One of the most distinctive things about Australia is the long, open expanses between cities. If you want to see the country at your own pace and choose your own destinations rather than having to go wherever the tour bus takes you, driving is the way to do it.
All drivers in Australia need a basic form of insurance called comprehensive third party insurance (CTP), which protects you if injure someone. However, this doesn't cover any property damage, whether that's the car you're driving, the other driver's car, a street sign or a stranger's fence. For property damage, you'll need additional insurance on top of your CTP.
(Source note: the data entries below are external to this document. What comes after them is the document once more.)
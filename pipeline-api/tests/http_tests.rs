use axum::{
    body::Body,
    http::{header, Request, StatusCode},
    Router,
};
use http_body_util::BodyExt;
use pipeline_api::{AppState, ExperimentResponse, ListExperimentsResponse};
use pipeline_core::PageTokenCodec;
use pipeline_storage::InMemoryExperimentStore;
use pretty_assertions::assert_eq;
use serde_json::{json, Value};
use std::sync::Arc;
use tower::ServiceExt;
use uuid::Uuid;

// ===== Test Helper Functions =====

fn app() -> Router {
    let state = AppState::new(
        Arc::new(InMemoryExperimentStore::new()),
        PageTokenCodec::new("http-tests-secret-key"),
    );
    pipeline_api::routes(state)
}

async fn send(app: &Router, request: Request<Body>) -> (StatusCode, Value) {
    let response = app.clone().oneshot(request).await.unwrap();
    let status = response.status();
    let bytes = response.into_body().collect().await.unwrap().to_bytes();
    let body = if bytes.is_empty() {
        Value::Null
    } else {
        serde_json::from_slice(&bytes).unwrap()
    };
    (status, body)
}

async fn create(app: &Router, body: Value) -> (StatusCode, Value) {
    let request = Request::builder()
        .uri("/experiments")
        .method("POST")
        .header(header::CONTENT_TYPE, "application/json")
        .body(Body::from(body.to_string()))
        .unwrap();
    send(app, request).await
}

async fn get(app: &Router, uri: &str) -> (StatusCode, Value) {
    let request = Request::builder().uri(uri).body(Body::empty()).unwrap();
    send(app, request).await
}

async fn delete(app: &Router, uri: &str) -> (StatusCode, Value) {
    let request = Request::builder()
        .uri(uri)
        .method("DELETE")
        .body(Body::empty())
        .unwrap();
    send(app, request).await
}

async fn list(app: &Router, query: &str) -> ListExperimentsResponse {
    let (status, body) = get(app, &format!("/experiments?{}", query)).await;
    assert_eq!(status, StatusCode::OK, "unexpected body: {}", body);
    serde_json::from_value(body).unwrap()
}

fn names(page: &ListExperimentsResponse) -> Vec<&str> {
    page.experiments.iter().map(|e| e.name.as_str()).collect()
}

// ===== Create / Get / Delete =====

#[tokio::test]
async fn test_create_then_get() {
    let app = app();

    let (status, body) = create(&app, json!({"name": "baseline", "description": "first"})).await;
    assert_eq!(status, StatusCode::CREATED);
    let created: ExperimentResponse = serde_json::from_value(body).unwrap();
    assert!(!created.id.is_nil());
    assert_eq!(created.description.as_deref(), Some("first"));

    let (status, body) = get(&app, &format!("/experiments/{}", created.id)).await;
    assert_eq!(status, StatusCode::OK);
    let fetched: ExperimentResponse = serde_json::from_value(body).unwrap();
    assert_eq!(fetched, created);
}

#[tokio::test]
async fn test_created_ids_are_unique() {
    let app = app();
    let (_, first) = create(&app, json!({"name": "same"})).await;
    let (_, second) = create(&app, json!({"name": "same"})).await;
    assert_ne!(first["id"], second["id"]);
}

#[tokio::test]
async fn test_empty_name_is_rejected_and_nothing_is_stored() {
    let app = app();

    let (status, body) = create(&app, json!({"name": ""})).await;
    assert_eq!(status, StatusCode::BAD_REQUEST);
    assert_eq!(body["code"], "invalid_input");
    assert!(body["details"]
        .as_str()
        .unwrap()
        .contains("Experiment name is empty"));

    let page = list(&app, "").await;
    assert!(page.experiments.is_empty());
    assert_eq!(page.next_page_token, "");
}

#[tokio::test]
async fn test_missing_name_is_rejected() {
    let app = app();
    let (status, _) = create(&app, json!({"description": "no name"})).await;
    assert_eq!(status, StatusCode::BAD_REQUEST);
}

#[tokio::test]
async fn test_malformed_body_is_rejected() {
    let app = app();
    let request = Request::builder()
        .uri("/experiments")
        .method("POST")
        .header(header::CONTENT_TYPE, "application/json")
        .body(Body::from("{not json"))
        .unwrap();

    let (status, body) = send(&app, request).await;
    assert_eq!(status, StatusCode::BAD_REQUEST);
    assert_eq!(body["code"], "invalid_input");
}

#[tokio::test]
async fn test_unknown_id_is_not_found() {
    let app = app();
    let uri = format!("/experiments/{}", Uuid::new_v4());

    let (status, body) = get(&app, &uri).await;
    assert_eq!(status, StatusCode::NOT_FOUND);
    assert_eq!(body["code"], "not_found");
    assert!(body["details"]
        .as_str()
        .unwrap()
        .starts_with("Get experiment failed"));

    let (status, body) = delete(&app, &uri).await;
    assert_eq!(status, StatusCode::NOT_FOUND);
    assert!(body["details"]
        .as_str()
        .unwrap()
        .starts_with("Delete experiment failed"));
}

#[tokio::test]
async fn test_non_uuid_id_is_not_found() {
    let app = app();

    let (status, body) = get(&app, "/experiments/unknown-id").await;
    assert_eq!(status, StatusCode::NOT_FOUND);
    assert_eq!(body["code"], "not_found");
    assert!(body["details"]
        .as_str()
        .unwrap()
        .starts_with("Get experiment failed"));

    let (status, body) = delete(&app, "/experiments/unknown-id").await;
    assert_eq!(status, StatusCode::NOT_FOUND);
    assert!(body["details"]
        .as_str()
        .unwrap()
        .starts_with("Delete experiment failed"));
}

#[tokio::test]
async fn test_delete_then_get_is_not_found() {
    let app = app();
    let (_, body) = create(&app, json!({"name": "short-lived"})).await;
    let uri = format!("/experiments/{}", body["id"].as_str().unwrap());

    let (status, body) = delete(&app, &uri).await;
    assert_eq!(status, StatusCode::NO_CONTENT);
    assert_eq!(body, Value::Null);

    let (status, _) = get(&app, &uri).await;
    assert_eq!(status, StatusCode::NOT_FOUND);
}

#[tokio::test]
async fn test_delete_then_get_of_non_uuid_id_is_not_found() {
    let app = app();
    create(&app, json!({"name": "kept"})).await;

    let (status, _) = delete(&app, "/experiments/kept").await;
    assert_eq!(status, StatusCode::NOT_FOUND);

    let (status, body) = get(&app, "/experiments/kept").await;
    assert_eq!(status, StatusCode::NOT_FOUND);
    assert_eq!(body["code"], "not_found");

    let page = list(&app, "").await;
    assert_eq!(names(&page), vec!["kept"]);
}

// ===== List =====

#[tokio::test]
async fn test_list_pages_in_creation_order() {
    let app = app();
    for name in ["a", "b", "c"] {
        create(&app, json!({ "name": name })).await;
    }

    let first = list(&app, "page_size=2").await;
    assert_eq!(names(&first), vec!["a", "b"]);
    assert!(!first.next_page_token.is_empty());

    let second = list(&app, &format!("page_token={}", first.next_page_token)).await;
    assert_eq!(names(&second), vec!["c"]);
    assert_eq!(second.next_page_token, "");
}

#[tokio::test]
async fn test_list_descending_by_name() {
    let app = app();
    for name in ["b", "c", "a"] {
        create(&app, json!({ "name": name })).await;
    }

    let first = list(&app, "page_size=2&sort_by=name%20desc").await;
    assert_eq!(names(&first), vec!["c", "b"]);

    let second = list(
        &app,
        &format!("sort_by=name%20desc&page_token={}", first.next_page_token),
    )
    .await;
    assert_eq!(names(&second), vec!["a"]);
}

#[tokio::test]
async fn test_list_rejects_bad_parameters() {
    let app = app();

    for query in [
        "page_size=-1",
        "page_size=201",
        "page_size=ten",
        "sort_by=owner",
        "page_token=garbage",
    ] {
        let (status, body) = get(&app, &format!("/experiments?{}", query)).await;
        assert_eq!(status, StatusCode::BAD_REQUEST, "query {}", query);
        assert_eq!(body["code"], "invalid_input", "query {}", query);
    }
}

#[tokio::test]
async fn test_list_token_with_changed_sort_is_rejected() {
    let app = app();
    for name in ["a", "b"] {
        create(&app, json!({ "name": name })).await;
    }

    let first = list(&app, "page_size=1&sort_by=name").await;
    let (status, body) = get(
        &app,
        &format!("/experiments?sort_by=id&page_token={}", first.next_page_token),
    )
    .await;

    assert_eq!(status, StatusCode::BAD_REQUEST);
    assert!(body["details"]
        .as_str()
        .unwrap()
        .starts_with("List experiments failed"));
}
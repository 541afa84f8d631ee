//! Opaque continuation tokens.
//!
//! A token has the form `v1.<payload>.<tag>`: the payload is URL-safe base64
//! JSON describing the sort order, page size and cursor, and the tag is an
//! HMAC-SHA256 over the version and payload. Unknown JSON fields are ignored
//! so later versions of the payload can add fields without invalidating
//! tokens already handed out.

use base64::{engine::general_purpose::URL_SAFE_NO_PAD, Engine as _};
use hmac::{Hmac, Mac};
use serde::{Deserialize, Serialize};
use sha2::Sha256;
use std::fmt;
use std::sync::Arc;

use crate::error::{CoreError, Result};

use super::{
    check_page_size, validate_page_size, Cursor, PaginationContext, SortDirection, SortFields,
    SortOrder, DEFAULT_PAGE_SIZE,
};

type HmacSha256 = Hmac<Sha256>;

/// Version prefix of tokens minted by this codec.
pub const TOKEN_VERSION: &str = "v1";

/// Recommended minimum length of the signing secret, in bytes.
pub const MIN_SECRET_LEN: usize = 16;

#[derive(Debug, Clone, PartialEq, Serialize, Deserialize)]
struct TokenPayload {
    resource: String,
    sort_field: String,
    #[serde(default)]
    direction: SortDirection,
    page_size: usize,
    cursor: Option<Cursor>,
}

/// Mints and validates continuation tokens.
///
/// The codec holds only the signing key; it is cheap to clone and safe to
/// share between concurrent requests.
#[derive(Clone)]
pub struct PageTokenCodec {
    key: Arc<[u8]>,
}

impl fmt::Debug for PageTokenCodec {
    fn fmt(&self, f: &mut fmt::Formatter<'_>) -> fmt::Result {
        f.debug_struct("PageTokenCodec")
            .field("key", &"[REDACTED]")
            .finish()
    }
}

impl PageTokenCodec {
    pub fn new(secret: impl AsRef<[u8]>) -> Self {
        Self {
            key: Arc::from(secret.as_ref()),
        }
    }

    /// Serializes the context of the next page into a token.
    pub fn encode(&self, context: &PaginationContext) -> Result<String> {
        let payload = TokenPayload {
            resource: context.resource.clone(),
            sort_field: context.sort.field.clone(),
            direction: context.sort.direction,
            page_size: context.page_size,
            cursor: context.cursor.clone(),
        };

        let json = serde_json::to_vec(&payload)?;
        let body = URL_SAFE_NO_PAD.encode(json);
        let tag = URL_SAFE_NO_PAD.encode(self.sign(&body)?);

        Ok(format!("{}.{}.{}", TOKEN_VERSION, body, tag))
    }

    /// Builds the pagination context for a list request.
    ///
    /// Without a token this is the first page of `sort_by`. With a token the
    /// request must ask for the same ordering the token was minted for. A
    /// `page_size` of `0` keeps the token's page size, or falls back to
    /// [`DEFAULT_PAGE_SIZE`] on the first page.
    pub fn decode(
        &self,
        token: &str,
        sort_by: &str,
        page_size: i32,
        fields: &SortFields,
    ) -> Result<PaginationContext> {
        let requested = fields.resolve(sort_by)?;
        let page_size = validate_page_size(page_size)?;

        if token.is_empty() {
            return Ok(PaginationContext::new(
                fields.resource(),
                requested,
                fields.key_column(),
                page_size.unwrap_or(DEFAULT_PAGE_SIZE),
            ));
        }

        let payload = self.open(token)?;

        if payload.resource != fields.resource() {
            return Err(CoreError::invalid_input(format!(
                "Invalid page token: issued for {} and cannot be used to list {}",
                payload.resource,
                fields.resource()
            )));
        }

        let column = fields.column_for(&payload.sort_field).ok_or_else(|| {
            CoreError::invalid_input(format!(
                "Invalid page token: sort field '{}' is not supported",
                payload.sort_field
            ))
        })?;
        let minted = SortOrder {
            field: payload.sort_field.clone(),
            column: column.to_string(),
            direction: payload.direction,
        };

        if !minted.same_ordering(&requested) {
            return Err(CoreError::invalid_input(format!(
                "Invalid page token: it was issued for sort_by '{}' but the request asks for '{}'. \
                 Resend the original sort_by or list again without a page token",
                minted, requested
            )));
        }

        let token_page_size = check_page_size(payload.page_size)
            .map_err(|err| err.wrap("Invalid page token"))?;

        let cursor = payload
            .cursor
            .ok_or_else(|| CoreError::invalid_input("Invalid page token: missing cursor"))?;

        Ok(PaginationContext::new(
            fields.resource(),
            minted,
            fields.key_column(),
            page_size.unwrap_or(token_page_size),
        )
        .with_cursor(cursor))
    }

    fn open(&self, token: &str) -> Result<TokenPayload> {
        let (version, rest) = token.split_once('.').ok_or_else(corrupt)?;
        if version != TOKEN_VERSION {
            return Err(CoreError::invalid_input(format!(
                "Invalid page token: unsupported version '{}'",
                version
            )));
        }

        let (body, tag) = rest.split_once('.').ok_or_else(corrupt)?;
        let tag = URL_SAFE_NO_PAD.decode(tag).map_err(|_| corrupt())?;

        let mut mac = self.mac()?;
        mac.update(TOKEN_VERSION.as_bytes());
        mac.update(b".");
        mac.update(body.as_bytes());
        mac.verify_slice(&tag).map_err(|_| {
            tracing::warn!("Rejected page token with invalid signature");
            CoreError::invalid_input("Invalid page token: signature mismatch")
        })?;

        let json = URL_SAFE_NO_PAD.decode(body).map_err(|_| corrupt())?;
        serde_json::from_slice(&json).map_err(|_| corrupt())
    }

    fn sign(&self, body: &str) -> Result<Vec<u8>> {
        let mut mac = self.mac()?;
        mac.update(TOKEN_VERSION.as_bytes());
        mac.update(b".");
        mac.update(body.as_bytes());
        Ok(mac.finalize().into_bytes().to_vec())
    }

    fn mac(&self) -> Result<HmacSha256> {
        HmacSha256::new_from_slice(&self.key)
            .map_err(|err| CoreError::internal(format!("Page token key rejected: {}", err)))
    }
}

fn corrupt() -> CoreError {
    CoreError::invalid_input("Invalid page token: the token is corrupt")
}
Need car insurance? One of these policies could help
What are the different types of car insurance in Australia
Every car needs CTP or else it's not allowed on the road in Australia. In addition to that, you can add any one of the following levels of insurance on top of the car's CTP:
- Third party property damage (TPPD). Covers damage you cause to other people's property, like their car, fence, pets and homes. Everyone should have at least this form of cover, because the cost of damaging someone's stuff can be astronomical. Just imagine totalling someone's Maserati!
- Third party fire and theft (TPFT). Adds to a bit of extra protection compared to TPPD by offering some protection for your car: specifically against theft and fire damage.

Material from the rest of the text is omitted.